#### EXTRACTED MATERIAL
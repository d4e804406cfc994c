//! All `axum::`[`Router`]s with related `axum::`[`Handler`]s.
//!
//! # Usage Example
//!
//! ```rust,no_run
//! use paramlab_core::ConfigResolver;
//! use paramlab_server::handler::routes;
//! use paramlab_server::service::ServiceState;
//!
//! # fn example() -> paramlab_core::Result<()> {
//! let state = ServiceState::new(ConfigResolver::builtin()?);
//! let app: axum::Router = routes().with_state(state);
//! # Ok(())
//! # }
//! ```
//!
//! [`Router`]: axum::routing::Router
//! [`Handler`]: axum::handler::Handler

mod error;
mod models;
mod monitors;
mod pipelines;
mod reloads;
mod request;
mod response;
mod tasks;

use axum::Router;
use axum::response::{IntoResponse, Response};

pub use crate::handler::error::{Error, ErrorKind, Result};
pub use crate::handler::request::PipelineBody;
pub use crate::handler::response::{ErrorResponse, HealthResponse, ReloadResponse, ReloadScope};
use crate::service::ServiceState;

#[inline]
async fn handler() -> Response {
    ErrorKind::NotFound.into_response()
}

/// Returns a [`Router`] with every route and a 404 fallback.
pub fn routes() -> Router<ServiceState> {
    Router::new()
        .merge(monitors::routes())
        .merge(tasks::routes())
        .merge(pipelines::routes())
        .merge(models::routes())
        .merge(reloads::routes())
        .fallback(handler)
}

#### ASSIGNMENT
Copy out each line of the records above that includes "ServiceState".

#### EXERCISE RESPONSE
//! use paramlab_server::service::ServiceState;
//! let state = ServiceState::new(ConfigResolver::builtin()?);
use crate::service::ServiceState;
pub fn routes() -> Router<ServiceState> {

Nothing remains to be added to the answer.